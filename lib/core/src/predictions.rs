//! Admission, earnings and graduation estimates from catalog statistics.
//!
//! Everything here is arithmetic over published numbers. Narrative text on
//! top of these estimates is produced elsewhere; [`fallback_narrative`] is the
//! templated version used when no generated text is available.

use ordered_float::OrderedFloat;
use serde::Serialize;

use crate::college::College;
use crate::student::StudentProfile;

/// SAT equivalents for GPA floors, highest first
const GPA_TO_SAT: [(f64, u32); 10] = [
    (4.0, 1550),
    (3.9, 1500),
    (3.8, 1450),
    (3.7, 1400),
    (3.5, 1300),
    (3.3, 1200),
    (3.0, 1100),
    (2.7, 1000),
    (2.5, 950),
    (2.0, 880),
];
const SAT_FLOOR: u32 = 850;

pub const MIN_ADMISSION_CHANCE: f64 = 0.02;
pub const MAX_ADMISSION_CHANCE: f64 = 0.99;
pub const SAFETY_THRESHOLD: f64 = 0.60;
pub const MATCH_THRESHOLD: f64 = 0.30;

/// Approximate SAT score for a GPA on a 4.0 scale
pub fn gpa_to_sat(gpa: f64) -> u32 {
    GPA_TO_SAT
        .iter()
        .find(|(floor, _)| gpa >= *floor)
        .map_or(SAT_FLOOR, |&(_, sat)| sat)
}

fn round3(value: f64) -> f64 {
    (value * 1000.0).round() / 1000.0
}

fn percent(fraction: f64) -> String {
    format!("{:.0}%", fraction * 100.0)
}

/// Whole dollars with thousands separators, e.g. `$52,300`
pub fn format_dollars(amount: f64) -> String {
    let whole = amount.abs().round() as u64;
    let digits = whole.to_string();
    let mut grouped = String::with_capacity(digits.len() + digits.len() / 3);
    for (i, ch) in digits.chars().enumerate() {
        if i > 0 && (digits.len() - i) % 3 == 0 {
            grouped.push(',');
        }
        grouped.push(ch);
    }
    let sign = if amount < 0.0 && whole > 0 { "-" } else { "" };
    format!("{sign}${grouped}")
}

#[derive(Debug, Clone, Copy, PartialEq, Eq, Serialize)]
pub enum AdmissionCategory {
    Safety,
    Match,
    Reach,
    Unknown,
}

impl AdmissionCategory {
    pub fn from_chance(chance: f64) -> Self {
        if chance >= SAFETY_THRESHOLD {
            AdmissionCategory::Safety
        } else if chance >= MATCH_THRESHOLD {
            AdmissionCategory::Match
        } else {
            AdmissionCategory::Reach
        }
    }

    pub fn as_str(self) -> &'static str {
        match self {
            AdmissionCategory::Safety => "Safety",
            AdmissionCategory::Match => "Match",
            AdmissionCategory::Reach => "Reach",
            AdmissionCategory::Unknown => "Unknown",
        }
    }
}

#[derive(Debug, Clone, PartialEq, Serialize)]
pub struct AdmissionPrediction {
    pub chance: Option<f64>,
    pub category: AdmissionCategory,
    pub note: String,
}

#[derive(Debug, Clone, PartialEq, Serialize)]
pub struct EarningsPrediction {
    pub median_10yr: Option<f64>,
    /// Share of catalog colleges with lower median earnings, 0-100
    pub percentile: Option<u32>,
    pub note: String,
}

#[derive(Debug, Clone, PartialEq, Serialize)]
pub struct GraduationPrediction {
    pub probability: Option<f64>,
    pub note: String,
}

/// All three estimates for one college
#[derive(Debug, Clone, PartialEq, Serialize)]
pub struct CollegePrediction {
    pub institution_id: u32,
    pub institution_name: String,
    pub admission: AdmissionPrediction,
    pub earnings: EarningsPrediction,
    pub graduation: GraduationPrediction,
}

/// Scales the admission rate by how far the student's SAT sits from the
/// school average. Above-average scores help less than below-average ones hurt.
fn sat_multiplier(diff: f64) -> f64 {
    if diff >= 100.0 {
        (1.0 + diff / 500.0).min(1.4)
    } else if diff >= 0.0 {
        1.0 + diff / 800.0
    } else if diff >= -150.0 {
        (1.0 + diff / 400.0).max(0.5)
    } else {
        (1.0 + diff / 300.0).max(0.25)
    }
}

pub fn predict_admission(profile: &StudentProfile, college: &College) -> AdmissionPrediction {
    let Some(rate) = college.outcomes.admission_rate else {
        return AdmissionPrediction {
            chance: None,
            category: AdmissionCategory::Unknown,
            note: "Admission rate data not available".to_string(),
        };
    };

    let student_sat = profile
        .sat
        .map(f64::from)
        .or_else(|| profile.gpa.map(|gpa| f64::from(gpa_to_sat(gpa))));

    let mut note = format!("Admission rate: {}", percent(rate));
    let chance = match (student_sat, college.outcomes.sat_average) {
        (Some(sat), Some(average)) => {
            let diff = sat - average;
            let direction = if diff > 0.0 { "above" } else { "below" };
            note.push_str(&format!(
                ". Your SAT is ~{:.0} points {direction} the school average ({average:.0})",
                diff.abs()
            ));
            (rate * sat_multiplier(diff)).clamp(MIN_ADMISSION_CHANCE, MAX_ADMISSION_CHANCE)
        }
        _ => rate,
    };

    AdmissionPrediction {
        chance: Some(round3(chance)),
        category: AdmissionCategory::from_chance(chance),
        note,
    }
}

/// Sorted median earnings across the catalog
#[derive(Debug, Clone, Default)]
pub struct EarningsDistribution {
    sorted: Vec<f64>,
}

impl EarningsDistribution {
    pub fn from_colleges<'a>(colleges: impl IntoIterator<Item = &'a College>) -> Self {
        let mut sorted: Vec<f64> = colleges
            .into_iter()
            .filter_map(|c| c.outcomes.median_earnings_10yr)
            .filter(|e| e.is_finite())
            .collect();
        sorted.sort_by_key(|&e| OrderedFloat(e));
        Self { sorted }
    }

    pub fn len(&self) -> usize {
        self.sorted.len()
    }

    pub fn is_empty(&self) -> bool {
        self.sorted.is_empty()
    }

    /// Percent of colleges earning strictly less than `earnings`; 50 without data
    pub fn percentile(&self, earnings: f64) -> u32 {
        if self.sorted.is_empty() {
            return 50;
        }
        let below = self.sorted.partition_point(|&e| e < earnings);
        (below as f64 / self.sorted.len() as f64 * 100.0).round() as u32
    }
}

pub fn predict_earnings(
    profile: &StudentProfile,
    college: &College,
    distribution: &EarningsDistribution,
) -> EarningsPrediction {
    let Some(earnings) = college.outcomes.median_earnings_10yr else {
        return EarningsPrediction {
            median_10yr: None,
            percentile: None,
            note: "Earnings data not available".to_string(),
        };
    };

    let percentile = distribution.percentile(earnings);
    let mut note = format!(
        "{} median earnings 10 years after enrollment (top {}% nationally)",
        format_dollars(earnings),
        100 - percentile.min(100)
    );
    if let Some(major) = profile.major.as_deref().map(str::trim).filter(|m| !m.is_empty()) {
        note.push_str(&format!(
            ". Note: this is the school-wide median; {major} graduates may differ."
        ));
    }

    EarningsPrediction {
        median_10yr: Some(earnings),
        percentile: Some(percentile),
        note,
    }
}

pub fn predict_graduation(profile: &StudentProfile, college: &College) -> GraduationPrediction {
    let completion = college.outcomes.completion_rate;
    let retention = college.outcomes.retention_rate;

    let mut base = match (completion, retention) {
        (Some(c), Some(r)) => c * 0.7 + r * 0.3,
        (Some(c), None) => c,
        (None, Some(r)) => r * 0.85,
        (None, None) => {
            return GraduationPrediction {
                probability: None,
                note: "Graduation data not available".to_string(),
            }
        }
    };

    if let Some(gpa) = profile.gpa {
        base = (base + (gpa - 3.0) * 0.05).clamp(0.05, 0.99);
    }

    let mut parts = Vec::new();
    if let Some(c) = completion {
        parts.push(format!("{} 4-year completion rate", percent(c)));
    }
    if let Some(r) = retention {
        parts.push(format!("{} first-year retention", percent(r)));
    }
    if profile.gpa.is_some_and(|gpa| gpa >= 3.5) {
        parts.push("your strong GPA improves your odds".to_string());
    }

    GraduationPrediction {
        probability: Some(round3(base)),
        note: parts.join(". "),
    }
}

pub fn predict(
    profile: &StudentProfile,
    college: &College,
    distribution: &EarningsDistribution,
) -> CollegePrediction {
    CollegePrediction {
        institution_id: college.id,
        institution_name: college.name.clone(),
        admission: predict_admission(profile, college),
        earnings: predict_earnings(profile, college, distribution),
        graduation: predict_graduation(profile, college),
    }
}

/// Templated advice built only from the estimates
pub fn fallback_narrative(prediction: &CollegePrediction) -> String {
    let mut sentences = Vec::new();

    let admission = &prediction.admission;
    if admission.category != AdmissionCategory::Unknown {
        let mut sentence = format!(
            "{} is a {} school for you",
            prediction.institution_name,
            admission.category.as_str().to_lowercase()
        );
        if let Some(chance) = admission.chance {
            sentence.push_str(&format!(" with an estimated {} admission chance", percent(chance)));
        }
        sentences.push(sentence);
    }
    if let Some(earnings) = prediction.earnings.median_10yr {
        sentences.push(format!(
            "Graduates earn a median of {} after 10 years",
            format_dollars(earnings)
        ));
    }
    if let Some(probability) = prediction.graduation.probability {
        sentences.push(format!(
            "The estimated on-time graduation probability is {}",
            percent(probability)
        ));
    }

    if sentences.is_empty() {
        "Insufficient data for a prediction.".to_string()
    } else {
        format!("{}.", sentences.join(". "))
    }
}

| WORK TO BE COMPLETED |
Your answer must be the lines from the first line of the entries above through the line that contains "pub const MIN_ADMISSION_CHANCE: f64 = 0.02;", written out exactly.

| COMPLETED TASK |
filename lib/core/src/predictions.rs
//! Admission, earnings and graduation estimates from catalog statistics.
//!
//! Everything here is arithmetic over published numbers. Narrative text on
//! top of these estimates is produced elsewhere; [`fallback_narrative`] is the
//! templated version used when no generated text is available.

use ordered_float::OrderedFloat;
use serde::Serialize;

use crate::college::College;
use crate::student::StudentProfile;

/// SAT equivalents for GPA floors, highest first
const GPA_TO_SAT: [(f64, u32); 10] = [
    (4.0, 1550),
    (3.9, 1500),
    (3.8, 1450),
    (3.7, 1400),
    (3.5, 1300),
    (3.3, 1200),
    (3.0, 1100),
    (2.7, 1000),
    (2.5, 950),
    (2.0, 880),
];
const SAT_FLOOR: u32 = 850;

pub const MIN_ADMISSION_CHANCE: f64 = 0.02;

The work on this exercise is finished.